Lipoxin A4 and its analog suppress hepatocarcinoma cell epithelial-mesenchymal transition, migration and metastasis via regulating integrin-linked kinase axis

Epithelial-mesenchymal Transition (EMT) and migration play an important role in tumor progression, and lipoxin (LX), the 'stop signal' for inflammation, has been studied in basic research for its anti-inflammatory or inflammatory pro-resolving properties. Here, in the in vitro experiment, we showed that LXA(4) could inhibit the EMT and migration in phorbol myristate acetate (PMA) or activated conditioned medium (ACM)-stimulated Hep3B cells by downregulation of integrin-linked kinase (ILK), a pseudokinase in cytoplasm and these effects were via inhibiting the phosphorylation of Akt and GSK3 beta.
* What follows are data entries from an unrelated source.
//! # Identity Module
//!
//! Who is signing, and where their key comes from. The layers are:
//!
//! 1. **Address**: Bech32 encoding of an Ed25519 public key under a network
//!    prefix (`sigil1...`). This is what users see and share, and all a
//!    verifier ever needs.
//! 2. **Identity**: an address plus, when available, its signing key.
//!    Watch-only identities carry the address alone.
//! 3. **Seed**: seed phrase parsing and the pluggable derivation from phrase
//!    and account index to key bytes.
//! 4. **Providers**: where identities come from. [`SeedWallet`] and
//!    [`InMemoryKeyStore`] implement the synchronous [`KeyProvider`];
//!    daemons and hardware implement [`AsyncKeyProvider`] and are usually
//!    wrapped in a [`ResilientProvider`].
//!
//! Key material never leaves an [`Identity`] except as a borrow inside
//! [`Identity::with_signing_key`], and every type holding secrets prints
//! redacted `Debug` output.

pub mod account;
pub mod address;
pub mod provider;
pub mod remote;
pub mod seed;
pub mod wallet;

pub use account::Identity;
pub use address::{Address, AddressError};
pub use provider::{IdentitySelector, InMemoryKeyStore, KeyProvider, ProviderError};
pub use remote::{AsyncKeyProvider, LocalProvider, ResilientProvider};
pub use seed::{Blake3SeedDeriver, SeedDeriver, SeedError, SeedPhrase};
pub use wallet::SeedWallet;
//! # Seed Wallet
//!
//! A [`SeedWallet`] is a wallet restored from a seed phrase. It derives one
//! identity per account index on first use and caches it. Lookups by address
//! scan the first [`ADDRESS_LOOKAHEAD`] indices, which is how a wallet finds
//! which of its accounts a verifier is asking about.
//!
//! ## Lifecycle
//!
//! ```text
//! restore ──> open ──close()──> closed
//! ```
//!
//! Closing drops the phrase and every cached key. A closed wallet answers
//! every request with [`ProviderError::Closed`]; restore a new one to keep
//! going.

use std::collections::HashMap;
use std::fmt;

use parking_lot::RwLock;
use tracing::{debug, info};

use super::account::Identity;
use super::address::Address;
use super::provider::{IdentitySelector, KeyProvider, ProviderError};
use super::seed::{Blake3SeedDeriver, SeedDeriver, SeedError, SeedPhrase};
use crate::config::{Network, ADDRESS_LOOKAHEAD};
use crate::crypto::keys::Keypair;

struct WalletState {
    /// `None` once closed.
    phrase: Option<SeedPhrase>,
    cache: HashMap<u32, Identity>,
}

/// A deterministic wallet restored from a seed phrase.
///
/// # Examples
///
/// ```
/// use sigil_protocol::config::Network;
/// use sigil_protocol::identity::SeedWallet;
///
/// let phrase = "abbey abbey abbey abbey abbey abbey abbey abbey abbey abbey abbey abbey";
/// let a = SeedWallet::restore(Network::Mainnet, phrase).unwrap();
/// let b = SeedWallet::restore(Network::Mainnet, phrase).unwrap();
/// assert_eq!(a.address(0).unwrap(), b.address(0).unwrap());
/// ```
pub struct SeedWallet<D: SeedDeriver = Blake3SeedDeriver> {
    network: Network,
    deriver: D,
    state: RwLock<WalletState>,
}

impl SeedWallet<Blake3SeedDeriver> {
    /// Restore a wallet using the default derivation.
    pub fn restore(network: Network, phrase: &str) -> Result<Self, SeedError> {
        let phrase = SeedPhrase::parse(phrase)?;
        Ok(Self::restore_with(network, phrase, Blake3SeedDeriver))
    }
}

impl<D: SeedDeriver> SeedWallet<D> {
    /// Restore a wallet with a caller-supplied derivation.
    pub fn restore_with(network: Network, phrase: SeedPhrase, deriver: D) -> Self {
        info!(network = %network, words = phrase.word_count(), "wallet restored");
        Self {
            network,
            deriver,
            state: RwLock::new(WalletState {
                phrase: Some(phrase),
                cache: HashMap::new(),
            }),
        }
    }

    pub fn network(&self) -> Network {
        self.network
    }

    /// The phrase this wallet was restored from, normalized.
    pub fn seed_phrase(&self) -> Result<SeedPhrase, ProviderError> {
        self.state.read().phrase.clone().ok_or(ProviderError::Closed)
    }

    /// The identity at account `index`, deriving it on first use.
    pub fn identity(&self, index: u32) -> Result<Identity, ProviderError> {
        {
            let state = self.state.read();
            if state.phrase.is_none() {
                return Err(ProviderError::Closed);
            }
            if let Some(identity) = state.cache.get(&index) {
                return Ok(identity.clone());
            }
        }

        let mut state = self.state.write();
        let WalletState { phrase, cache } = &mut *state;
        let phrase = phrase.as_ref().ok_or(ProviderError::Closed)?;

        let identity = cache
            .entry(index)
            .or_insert_with(|| {
                let seed = self.deriver.derive(phrase, index);
                let identity = Identity::from_keypair(self.network, Keypair::from_seed(&seed));
                debug!(index, address = %identity.address(), "derived identity");
                identity
            })
            .clone();
        Ok(identity)
    }

    /// Address of account `index`.
    pub fn address(&self, index: u32) -> Result<Address, ProviderError> {
        self.identity(index).map(|id| *id.address())
    }

    /// Find the account owning `address` among the first
    /// [`ADDRESS_LOOKAHEAD`] indices.
    pub fn find(&self, address: &Address) -> Result<Identity, ProviderError> {
        let not_found = || ProviderError::NotFound(format!("address {}", address));
        if address.network() != self.network {
            return Err(not_found());
        }
        for index in 0..ADDRESS_LOOKAHEAD {
            let identity = self.identity(index)?;
            if identity.address() == address {
                return Ok(identity);
            }
        }
        Err(not_found())
    }

    /// Forget the phrase and all derived keys.
    pub fn close(&self) {
        let mut state = self.state.write();
        state.phrase = None;
        state.cache.clear();
        info!(network = %self.network, "wallet closed");
    }

    pub fn is_closed(&self) -> bool {
        self.state.read().phrase.is_none()
    }
}

impl<D: SeedDeriver> fmt::Debug for SeedWallet<D> {
    fn fmt(&self, f: &mut fmt::Formatter<'_>) -> fmt::Result {
        // Phrase and keys stay out; cached accounts are listed by index.
        let state = self.state.read();
        let mut cached: Vec<u32> = state.cache.keys().copied().collect();
        cached.sort_unstable();
        f.debug_struct("SeedWallet")
            .field("network", &self.network)
            .field("closed", &state.phrase.is_none())
            .field("cached", &cached)
            .finish()
    }
}

impl<D: SeedDeriver> KeyProvider for SeedWallet<D> {
    fn get_identity(&self, selector: &IdentitySelector) -> Result<Identity, ProviderError> {
        match selector {
            IdentitySelector::Index(index) => self.identity(*index),
            IdentitySelector::Address(address) => self.find(address),
        }
    }
}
Morover, LXA(4) could not affect the EMT and migration of PMA-stimulated Hep3B cells by knockdown of ILK. In the in vivo experiment, BML-111 (the analog of LXA(4)) could inhibit the EMT and metastasis of hepatocarcinoma cells. We also demonstrated that ILK siRNA inhibited phosphorylation of downstream signaling targets Akt and GSK3 beta, decreased expression of MMP-2 and MMP-9. These results showed that LXA(4) could be a possible candidate for liver cancer therapy, and blocking ILK axis would be an effective drug target.